_Task requirements_
Please copy, exactly as they appear below, the lines from the one containing "pub fn new(config: &'a" through the one containing "a rule produced.".

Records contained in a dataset
Segment Open

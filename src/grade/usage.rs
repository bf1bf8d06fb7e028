#![warn(missing_docs)]
#![warn(clippy::missing_docs_in_private_items)]

//! Rules requiring every configured value to show up somewhere in the
//! diagram.

use std::collections::BTreeSet;

use itertools::Itertools;

use super::{Defect, RuleId, defect::DefectDetails};
use crate::{
    config::{ConfigError, RuleConfig, UsageConfig},
    diagram::{Cardinality, Diagram, EdgeKind},
    types::{CardinalityPair, HierarchyPair, UsageValue},
};

/// Checks a usage rule.
pub fn check(diagram: &Diagram, rule: RuleId, config: &RuleConfig) -> Result<Defect, ConfigError> {
    match (rule, config) {
        (RuleId::RelationshipCardinalityUsage, RuleConfig::CardinalityUsage(usage)) => {
            Ok(compare(rule, usage, relationship_cardinalities(diagram)))
        }
        (RuleId::AttributeCardinalityUsage, RuleConfig::CardinalityUsage(usage)) => {
            Ok(compare(rule, usage, attribute_cardinalities(diagram)))
        }
        (RuleId::CardinalityPairUsage, RuleConfig::CardinalityPairUsage(usage)) => {
            Ok(compare(rule, usage, cardinality_pairs(diagram)))
        }
        (RuleId::HierarchyUsage, RuleConfig::HierarchyUsage(usage)) => {
            Ok(compare(rule, usage, hierarchy_pairs(diagram)))
        }
        _ => Err(ConfigError::ShapeMismatch {
            rule,
            found: config.shape_name(),
        }),
    }
}

/// Builds the defect from what was expected and what was found.
fn compare<T>(rule: RuleId, usage: &UsageConfig<T>, actual: BTreeSet<T>) -> Defect
where
    T: Copy + Ord + Into<UsageValue>,
{
    let missing: Vec<UsageValue> = usage
        .expected
        .iter()
        .filter(|value| !actual.contains(*value))
        .map(|&value| value.into())
        .collect();

    Defect::builder()
        .rule(rule)
        .present(!missing.is_empty())
        .points(usage.points)
        .details(DefectDetails::Usage {
            expected: usage.expected.iter().map(|&v| v.into()).collect(),
            actual: actual.into_iter().map(Into::into).collect(),
            missing,
        })
        .build()
}

/// Cardinalities drawn on relationship edges.
fn relationship_cardinalities(diagram: &Diagram) -> BTreeSet<Cardinality> {
    diagram
        .edges()
        .iter()
        .filter(|e| diagram.is_relationship_connection(e))
        .map(|e| e.cardinality())
        .filter(|c| c.has_cardinality())
        .collect()
}

/// Cardinalities drawn on multivalued attribute edges.
fn attribute_cardinalities(diagram: &Diagram) -> BTreeSet<Cardinality> {
    diagram
        .edges()
        .iter()
        .filter(|e| diagram.is_multivalued(e))
        .map(|e| e.cardinality())
        .collect()
}

/// Pairs formed from the distinct cardinalities of each relationship.
fn cardinality_pairs(diagram: &Diagram) -> BTreeSet<CardinalityPair> {
    let mut pairs = BTreeSet::new();
    for relationship in diagram.relationships() {
        let used: Vec<Cardinality> = diagram
            .incident_edges(relationship)
            .filter(|e| diagram.is_relationship_connection(e))
            .map(|e| e.cardinality())
            .filter(|c| c.has_cardinality())
            .unique()
            .collect();
        pairs.extend(CardinalityPair::from_cardinality_list(&used));
    }
    pairs
}

/// Coverage/disjointness combinations of every generalization.
fn hierarchy_pairs(diagram: &Diagram) -> BTreeSet<HierarchyPair> {
    diagram
        .generalizations()
        .filter_map(|e| match e.kind() {
            EdgeKind::Generalization {
                coverage,
                disjointness,
            } => Some(HierarchyPair::new(coverage, disjointness)),
            EdgeKind::Connection => None,
        })
        .collect()
}

#[cfg(test)]
mod tests {
    use super::*;
    use crate::diagram::{Coverage, DiagramError, Disjointness};

    fn enrollment() -> Result<Diagram, DiagramError> {
        let mut b = Diagram::builder();
        b.entity("s", "Student")?
            .entity("c", "Course")?
            .relationship("takes", "Takes")?
            .connect("e1", "s", "takes", Cardinality::ZeroOrMany)?
            .connect("e2", "takes", "c", Cardinality::OneOrMany)?
            .attribute("p", "phone", false)?
            .connect("e3", "p", "s", Cardinality::ZeroOrMany)?
            .entity("g", "Grad")?
            .generalize("isa", "g", "s", Coverage::Partial, Disjointness::Exclusive)?;
        b.build()
    }

    fn cardinalities(expected: &[Cardinality]) -> RuleConfig {
        RuleConfig::CardinalityUsage(UsageConfig {
            points:   1.0,
            expected: expected.to_vec(),
        })
    }

    #[test]
    fn missing_relationship_cardinalities_are_listed() -> Result<(), DiagramError> {
        let d = enrollment()?;
        let defect = check(
            &d,
            RuleId::RelationshipCardinalityUsage,
            &cardinalities(&[Cardinality::ZeroOrMany, Cardinality::One]),
        )
        .expect("usage rule");
        assert!(defect.present());
        assert_eq!(defect.details(), &DefectDetails::Usage {
            expected: vec![Cardinality::ZeroOrMany.into(), Cardinality::One.into()],
            actual:   vec![Cardinality::ZeroOrMany.into(), Cardinality::OneOrMany.into()],
            missing:  vec![Cardinality::One.into()],
        });
        Ok(())
    }

    #[test]
    fn attribute_cardinalities_come_from_multivalued_edges() -> Result<(), DiagramError> {
        let d = enrollment()?;
        let defect = check(
            &d,
            RuleId::AttributeCardinalityUsage,
            &cardinalities(&[Cardinality::ZeroOrMany]),
        )
        .expect("usage rule");
        assert!(!defect.present());
        assert_eq!(defect.awarded(), 1.0);
        Ok(())
    }

    #[test]
    fn pairs_are_matched_in_either_order() -> Result<(), DiagramError> {
        let d = enrollment()?;
        let config = RuleConfig::CardinalityPairUsage(UsageConfig {
            points:   1.0,
            expected: vec![CardinalityPair::new(Cardinality::OneOrMany, Cardinality::ZeroOrMany)],
        });
        let defect = check(&d, RuleId::CardinalityPairUsage, &config).expect("usage rule");
        assert!(!defect.present());
        Ok(())
    }

    #[test]
    fn hierarchy_pairs_are_collected() -> Result<(), DiagramError> {
        let d = enrollment()?;
        let config = RuleConfig::HierarchyUsage(UsageConfig {
            points:   1.0,
            expected: HierarchyPair::all(),
        });
        let defect = check(&d, RuleId::HierarchyUsage, &config).expect("usage rule");
        assert!(defect.present());
        let DefectDetails::Usage { actual, missing, .. } = defect.details() else {
            panic!("usage details expected");
        };
        assert_eq!(actual, &vec![UsageValue::from(HierarchyPair::new(
            Coverage::Partial,
            Disjointness::Exclusive
        ))]);
        assert_eq!(missing.len(), 3);
        Ok(())
    }
}
#![warn(missing_docs)]
#![warn(clippy::missing_docs_in_private_items)]

//! Renders a [`GradeReport`] as a table for the terminal.

use colored::Colorize;
use itertools::Itertools;
use tabled::{
    Table, Tabled,
    settings::{Alignment, Modify, Panel, Style, Width, object::Rows},
};

use super::{Defect, DefectDetails, GradeReport};

/// One row of the overview table.
#[derive(Tabled, Clone, Debug)]
pub struct DefectRow {
    /// * `rule`: the rule id
    #[tabled(rename = "Rule")]
    rule:    String,
    /// * `status`: whether the rule passed
    #[tabled(rename = "Status")]
    status:  String,
    /// * `grade`: awarded out of possible points
    #[tabled(rename = "Grade")]
    grade:   String,
    /// * `details`: what was found
    #[tabled(rename = "Details")]
    details: String,
}

impl From<&Defect> for DefectRow {
    fn from(defect: &Defect) -> Self {
        let status = if defect.present() {
            "defect".red().bold().to_string()
        } else {
            "ok".green().to_string()
        };
        Self {
            rule: defect.rule().key().to_string(),
            status,
            grade: format!("{:.2}/{:.2}", defect.awarded(), defect.points()),
            details: describe(defect.details()),
        }
    }
}

/// Short human readable summary of a defect's details.
pub fn describe(details: &DefectDetails) -> String {
    match details {
        DefectDetails::None => String::new(),
        DefectDetails::EmptyDiagram => "the diagram is empty".to_string(),
        DefectDetails::Vertices(ids) | DefectDetails::Edges(ids) => ids.join(", "),
        DefectDetails::DuplicateNames(dupes) => dupes
            .iter()
            .map(|d| match &d.owner {
                Some(owner) => format!("{owner}.{} ({})", d.name, d.vertices.join(", ")),
                None => format!("{} ({})", d.name, d.vertices.join(", ")),
            })
            .join("; "),
        DefectDetails::Quantity { actual, min, max } => {
            format!("found {actual}, expected {min}..={max}")
        }
        DefectDetails::Usage { missing, .. } if missing.is_empty() => String::new(),
        DefectDetails::Usage { missing, .. } => {
            format!("missing {}", missing.iter().join(", "))
        }
    }
}

/// Renders the whole report as a table with the total in the footer.
pub fn render(report: &GradeReport) -> String {
    let rows: Vec<DefectRow> = report.defects().iter().map(DefectRow::from).collect();
    Table::new(&rows)
        .with(Panel::header("Grading Overview"))
        .with(Panel::footer(format!("Total: {}", report.grade())))
        .with(Modify::new(Rows::new(1..)).with(Width::wrap(40).keep_words(true)))
        .with(
            Modify::new(Rows::first())
                .with(Alignment::center())
                .with(Alignment::center_vertical()),
        )
        .with(
            Modify::new(Rows::last())
                .with(Alignment::center())
                .with(Alignment::center_vertical()),
        )
        .with(Style::modern())
        .to_string()
}

#[cfg(test)]
mod tests {
    use super::*;
    use crate::{
        diagram::Cardinality,
        grade::{DuplicateName, RuleId},
        types::UsageValue,
    };

    #[test]
    fn details_are_summarized() {
        assert_eq!(
            describe(&DefectDetails::Quantity {
                actual: 0,
                min:    1,
                max:    3,
            }),
            "found 0, expected 1..=3"
        );
        assert_eq!(
            describe(&DefectDetails::DuplicateNames(vec![DuplicateName {
                owner:    Some("s".into()),
                name:     "name".into(),
                vertices: vec!["x".into(), "y".into()],
            }])),
            "s.name (x, y)"
        );
        assert_eq!(
            describe(&DefectDetails::Usage {
                expected: vec![UsageValue::from(Cardinality::One)],
                actual:   vec![],
                missing:  vec![UsageValue::from(Cardinality::One)],
            }),
            "missing ONE"
        );
    }

    #[test]
    fn rows_carry_the_rule_and_grade() {
        let defect = Defect::builder()
            .rule(RuleId::EntityQuantity)
            .present(false)
            .points(2.0)
            .build();
        let row = DefectRow::from(&defect);
        assert_eq!(row.rule, "ENTITY_QUANTITY");
        assert_eq!(row.grade, "2.00/2.00");
        assert!(row.details.is_empty());
    }
}
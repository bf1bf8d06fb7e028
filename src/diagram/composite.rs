#![warn(missing_docs)]
#![warn(clippy::missing_docs_in_private_items)]

use serde::Serialize;

/// One participant of a composite key.
#[derive(Debug, Clone, PartialEq, Eq, Serialize)]
pub struct Member {
    /// The edge linking the owner to the participant.
    pub edge:   String,
    /// The vertex at the other end of `edge`: an attribute or a relationship.
    pub vertex: String,
}

#[derive(Debug, Clone, Serialize)]
/// A multi-part identifier owned by one entity.
pub struct Composite {
    /// Diagram-unique id.
    pub(crate) id:      String,
    /// Id of the owning entity.
    pub(crate) owner:   String,
    /// Edge ids as declared by the exporter.
    pub(crate) edges:   Vec<String>,
    /// Participants resolved while building the diagram.
    pub(crate) members: Vec<Member>,
}

impl Composite {
    /// Creates a composite for `owner` over the given edges.
    pub fn new<I, S>(id: impl Into<String>, owner: impl Into<String>, edges: I) -> Self
    where
        I: IntoIterator<Item = S>,
        S: Into<String>,
    {
        Self {
            id:      id.into(),
            owner:   owner.into(),
            edges:   edges.into_iter().map(Into::into).collect(),
            members: Vec::new(),
        }
    }

    /// Returns the composite id.
    pub fn id(&self) -> &str {
        &self.id
    }

    /// Returns the id of the owning entity.
    pub fn owner(&self) -> &str {
        &self.owner
    }

    /// Returns the resolved participants.
    pub fn members(&self) -> &[Member] {
        &self.members
    }

    /// True if `vertex_id` takes part in this composite.
    pub fn includes_vertex(&self, vertex_id: &str) -> bool {
        self.members.iter().any(|m| m.vertex == vertex_id)
    }
}
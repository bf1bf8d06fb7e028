#![warn(missing_docs)]
#![warn(clippy::missing_docs_in_private_items)]

//! Scores.

use std::fmt::Display;

use serde::{Deserialize, Serialize};
use tracing::info;

use super::{Defect, DefectChecker};
use crate::{config::GradingConfig, diagram::Diagram};

#[derive(Debug, Clone, Copy, Default, PartialEq, Serialize, Deserialize)]
/// A struct representing a grade
pub struct Grade {
    /// The actual grade received
    pub grade:  f64,
    /// The maximum grade possible
    pub out_of: f64,
}

impl Grade {
    /// Creates a new grade -
    /// * `grade` - The actual grade received
    /// * `out_of` - The maximum grade possible
    pub fn new(grade: f64, out_of: f64) -> Self {
        Self { grade, out_of }
    }

    /// Totals the points awarded and at stake over `defects`.
    pub fn from_defects(defects: &[Defect]) -> Self {
        let (grade, out_of) = defects
            .iter()
            .fold((0f64, 0f64), |acc, d| (acc.0 + d.awarded(), acc.1 + d.points()));
        Self::new(grade, out_of)
    }
}

impl Display for Grade {
    fn fmt(&self, f: &mut std::fmt::Formatter<'_>) -> std::fmt::Result {
        write!(f, "{:.2}/{:.2}", self.grade, self.out_of)
    }
}

/// Everything a grading run produced.
#[derive(Debug, Clone, PartialEq, Serialize)]
pub struct GradeReport {
    /// One entry per evaluated rule, in catalogue order.
    defects: Vec<Defect>,
    /// The total.
    grade:   Grade,
}

impl GradeReport {
    /// Returns the evaluated rules.
    pub fn defects(&self) -> &[Defect] {
        &self.defects
    }

    /// Returns the total.
    pub fn grade(&self) -> Grade {
        self.grade
    }

    /// Points earned.
    pub fn score(&self) -> f64 {
        self.grade.grade
    }

    /// Only the rules the diagram violates.
    pub fn present_defects(&self) -> impl Iterator<Item = &Defect> {
        self.defects.iter().filter(|d| d.present())
    }
}

/// Grades diagrams against one configuration.
#[derive(Debug, Clone, Copy)]
pub struct Grader<'a> {
    /// Rule configuration used for every diagram.
    config: &'a GradingConfig,
}

impl<'a> Grader<'a> {
    /// Creates a grader using `config`.
    pub fn new(config: &'a GradingConfig) -> Self {
        Self { config }
    }

    /// Runs every enabled rule against `diagram` and totals the points.
    pub fn grade(&self, diagram: &Diagram) -> GradeReport {
        let defects = DefectChecker::new(diagram, self.config).find_defects();
        let grade = Grade::from_defects(&defects);
        info!(
            "Graded {} rules: {grade} ({} defects)",
            defects.len(),
            defects.iter().filter(|d| d.present()).count()
        );
        GradeReport { defects, grade }
    }
}
#![warn(missing_docs)]
#![warn(clippy::missing_docs_in_private_items)]

//! What checking a rule produced.

use serde::Serialize;
use typed_builder::TypedBuilder;

use super::RuleId;
use crate::types::UsageValue;

/// Vertices sharing one name.
#[derive(Debug, Clone, PartialEq, Eq, Serialize)]
pub struct DuplicateName {
    /// The vertex whose attributes collide, for per-owner checks.
    pub owner:    Option<String>,
    /// The shared name.
    pub name:     String,
    /// Ids of the vertices using it, in diagram order.
    pub vertices: Vec<String>,
}

/// What a checker found, for the report.
#[derive(Debug, Clone, Default, PartialEq, Serialize)]
#[serde(tag = "type", content = "data", rename_all = "snake_case")]
pub enum DefectDetails {
    /// Nothing to add.
    #[default]
    None,
    /// The diagram has no vertices at all.
    EmptyDiagram,
    /// Offending vertex ids.
    Vertices(Vec<String>),
    /// Offending edge ids.
    Edges(Vec<String>),
    /// Names used more than once.
    DuplicateNames(Vec<DuplicateName>),
    /// A count against its accepted range.
    Quantity {
        /// Counted value.
        actual: usize,
        /// Smallest accepted count.
        min:    usize,
        /// Largest accepted count.
        max:    usize,
    },
    /// Expected against actually used values.
    Usage {
        /// Values the configuration asks for.
        expected: Vec<UsageValue>,
        /// Values the diagram uses, sorted.
        actual:   Vec<UsageValue>,
        /// Expected values the diagram does not use.
        missing:  Vec<UsageValue>,
    },
}

#[derive(Debug, Clone, PartialEq, Serialize, TypedBuilder)]
#[builder(doc)]
/// The outcome of checking one rule.
pub struct Defect {
    /// Rule that was checked.
    rule:    RuleId,
    /// True if the diagram violates the rule.
    present: bool,
    /// Points at stake.
    points:  f64,
    /// Supporting data for the report.
    #[builder(default)]
    details: DefectDetails,
}

impl Defect {
    /// Returns the rule that was checked.
    pub fn rule(&self) -> RuleId {
        self.rule
    }

    /// Returns whether the rule is violated.
    pub fn present(&self) -> bool {
        self.present
    }

    /// Returns the points at stake.
    pub fn points(&self) -> f64 {
        self.points
    }

    /// Points earned: all of them when the defect is absent, none otherwise.
    pub fn awarded(&self) -> f64 {
        if self.present { 0.0 } else { self.points }
    }

    /// Returns the supporting data.
    pub fn details(&self) -> &DefectDetails {
        &self.details
    }
}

Segment Closed

_Final answer_
    pub fn new(config: &'a GradingConfig) -> Self {
        Self { config }
    }

    /// Runs every enabled rule against `diagram` and totals the points.
    pub fn grade(&self, diagram: &Diagram) -> GradeReport {
        let defects = DefectChecker::new(diagram, self.config).find_defects();
        let grade = Grade::from_defects(&defects);
        info!(
            "Graded {} rules: {grade} ({} defects)",
            defects.len(),
            defects.iter().filter(|d| d.present()).count()
        );
        GradeReport { defects, grade }
    }
}
#![warn(missing_docs)]
#![warn(clippy::missing_docs_in_private_items)]

//! What checking a rule produced.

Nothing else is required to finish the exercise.